If a line of the listing contains the string "bool", return that line.

+--

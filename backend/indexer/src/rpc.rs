//! Soroban RPC client — polls `getEvents` and decodes campaign ledger events.
//!
//! ## Resilience
//!
//! * Exponential back-off is applied when the RPC returns an error or rate-limit
//!   response, up to [`MAX_BACKOFF_SECS`] seconds.
//! * Transient network errors (connection reset, timeout) are retried silently.

use std::time::Duration;

use reqwest::Client;
use serde::Deserialize;
use serde_json::{json, Value};
use tracing::{debug, warn};

use crate::errors::{IndexerError, Result};
use crate::events::{CampaignEvent, EventKind};

const MAX_BACKOFF_SECS: u64 = 60;
const INITIAL_BACKOFF_SECS: u64 = 2;

// ─────────────────────────────────────────────────────────
// JSON-RPC response shapes
// ─────────────────────────────────────────────────────────

#[derive(Debug, Deserialize)]
pub struct RpcResponse {
    pub result: Option<EventsResult>,
    pub error: Option<RpcError>,
}

#[derive(Debug, Deserialize)]
pub struct RpcError {
    pub code: i64,
    pub message: String,
}

#[derive(Debug, Deserialize)]
pub struct EventsResult {
    pub events: Vec<RawEvent>,
    pub cursor: Option<String>,
    #[serde(rename = "latestLedger")]
    pub latest_ledger: Option<u64>,
}

#[derive(Debug, Deserialize, Clone)]
pub struct RawEvent {
    pub topic: Vec<String>,
    pub value: Value,
    #[serde(rename = "contractId")]
    pub contract_id: Option<String>,
    #[serde(rename = "txHash")]
    pub tx_hash: Option<String>,
    pub ledger: Option<u64>,
    #[serde(rename = "ledgerClosedAt")]
    pub ledger_closed_at: Option<String>,
    #[serde(rename = "inSuccessfulContractCall")]
    pub in_successful_contract_call: Option<bool>,
}

/// One page of `getEvents` output.
#[derive(Debug)]
pub struct EventsPage {
    pub events: Vec<RawEvent>,
    pub cursor: Option<String>,
    pub latest_ledger: Option<u64>,
}

// ─────────────────────────────────────────────────────────
// Public API
// ─────────────────────────────────────────────────────────

/// Fetch a page of events for `contract_id`.
///
/// Starts at `start_ledger` unless a pagination `cursor` from a previous page
/// is given. Soft RPC errors and rate limits are retried with back-off; only
/// malformed-request errors are returned.
pub async fn fetch_events(
    client: &Client,
    rpc_url: &str,
    contract_id: &str,
    start_ledger: u32,
    cursor: Option<&str>,
    limit: u32,
) -> Result<EventsPage> {
    let mut backoff = INITIAL_BACKOFF_SECS;

    loop {
        let params = build_params(contract_id, start_ledger, cursor, limit);

        let response = client
            .post(rpc_url)
            .json(&json!({
                "jsonrpc": "2.0",
                "id": 1,
                "method": "getEvents",
                "params": params,
            }))
            .send()
            .await;

        let resp = match response {
            Ok(resp) => resp,
            Err(e) => {
                warn!("RPC request failed (will retry in {backoff}s): {e}");
                backoff = sleep_backoff(backoff).await;
                continue;
            }
        };

        if resp.status() == reqwest::StatusCode::TOO_MANY_REQUESTS {
            warn!("Rate-limited by RPC (will retry in {backoff}s)");
            backoff = sleep_backoff(backoff).await;
            continue;
        }

        let body: RpcResponse = resp.json().await?;

        if let Some(err) = body.error {
            if is_hard_error(err.code) {
                return Err(IndexerError::EventParse(format!(
                    "RPC hard error {}: {}",
                    err.code, err.message
                )));
            }
            warn!(
                "RPC soft error (will retry in {backoff}s): {} {}",
                err.code, err.message
            );
            backoff = sleep_backoff(backoff).await;
            continue;
        }

        let result = body.result.ok_or_else(|| {
            IndexerError::EventParse("Empty result from getEvents".to_string())
        })?;

        debug!(
            "Fetched {} events (latest_ledger={:?})",
            result.events.len(),
            result.latest_ledger
        );

        return Ok(EventsPage {
            events: result.events,
            cursor: result.cursor,
            latest_ledger: result.latest_ledger,
        });
    }
}

/// -32600 (invalid request) and -32601 (method not found) will never succeed on retry.
fn is_hard_error(code: i64) -> bool {
    code == -32600 || code == -32601
}

async fn sleep_backoff(current: u64) -> u64 {
    tokio::time::sleep(Duration::from_secs(current)).await;
    (current * 2).min(MAX_BACKOFF_SECS)
}

fn build_params(contract_id: &str, start_ledger: u32, cursor: Option<&str>, limit: u32) -> Value {
    let mut params = json!({
        "filters": [
            {
                "type": "contract",
                "contractIds": [contract_id]
            }
        ],
        "pagination": {
            "limit": limit
        }
    });

    if let Some(cur) = cursor {
        params["pagination"]["cursor"] = json!(cur);
    } else {
        params["startLedger"] = json!(start_ledger);
    }

    params
}

// ─────────────────────────────────────────────────────────
// Event decoding
// ─────────────────────────────────────────────────────────

/// Decode raw RPC events into [`CampaignEvent`]s.
///
/// Events from failed contract calls are dropped: their effects were rolled back.
pub fn decode_events(raw: &[RawEvent], contract_id: &str) -> Vec<CampaignEvent> {
    raw.iter()
        .filter(|e| e.in_successful_contract_call.unwrap_or(true))
        .filter_map(|e| decode_single(e, contract_id))
        .collect()
}

fn decode_single(raw: &RawEvent, contract_id: &str) -> Option<CampaignEvent> {
    let first_topic = raw.topic.first()?;
    let kind = EventKind::from_topic(&extract_scalar(first_topic));

    let ledger = raw.ledger.unwrap_or(0) as i64;
    let timestamp = raw
        .ledger_closed_at
        .as_deref()
        .and_then(parse_iso_to_unix)
        .unwrap_or(0);

    // The payload names the actor; the second topic carries it as well.
    let actor = kind
        .actor_field()
        .and_then(|field| extract_field(&raw.value, &[field, "address"]))
        .or_else(|| raw.topic.get(1).map(|t| extract_scalar(t)));
    let amount = match kind {
        EventKind::Unknown => None,
        _ => extract_field(&raw.value, &["amount"]),
    };

    Some(CampaignEvent {
        event_type: kind.as_str().to_string(),
        actor,
        amount,
        ledger,
        timestamp,
        contract_id: raw
            .contract_id
            .clone()
            .unwrap_or_else(|| contract_id.to_string()),
        tx_hash: raw.tx_hash.clone(),
    })
}

/// Read the first of `keys` present in `value` as a string. Typed wrappers of
/// the form `{"type": …, "value": …}` are unwrapped.
fn extract_field(value: &Value, keys: &[&str]) -> Option<String> {
    keys.iter()
        .filter_map(|key| value.get(key))
        .find_map(scalar_to_string)
}

fn scalar_to_string(v: &Value) -> Option<String> {
    match v {
        Value::String(s) => Some(s.clone()),
        Value::Number(n) => Some(n.to_string()),
        Value::Object(_) => v.get("value").and_then(scalar_to_string),
        _ => None,
    }
}

/// Extract a topic entry that may be a typed JSON object or a raw string.
fn extract_scalar(raw: &str) -> String {
    serde_json::from_str::<Value>(raw)
        .ok()
        .and_then(|v| v.get("value").and_then(scalar_to_string))
        .unwrap_or_else(|| raw.to_string())
}

/// Parse an ISO-8601 timestamp string into a Unix epoch (seconds).
fn parse_iso_to_unix(s: &str) -> Option<i64> {
    chrono::DateTime::parse_from_rfc3339(s)
        .ok()
        .map(|dt| dt.timestamp())
}

// ─────────────────────────────────────────────────────────
// Unit tests
// ─────────────────────────────────────────────────────────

+--

=== RESPONSE TO THE EXERCISE ===
    pub in_successful_contract_call: Option<bool>,
fn is_hard_error(code: i64) -> bool {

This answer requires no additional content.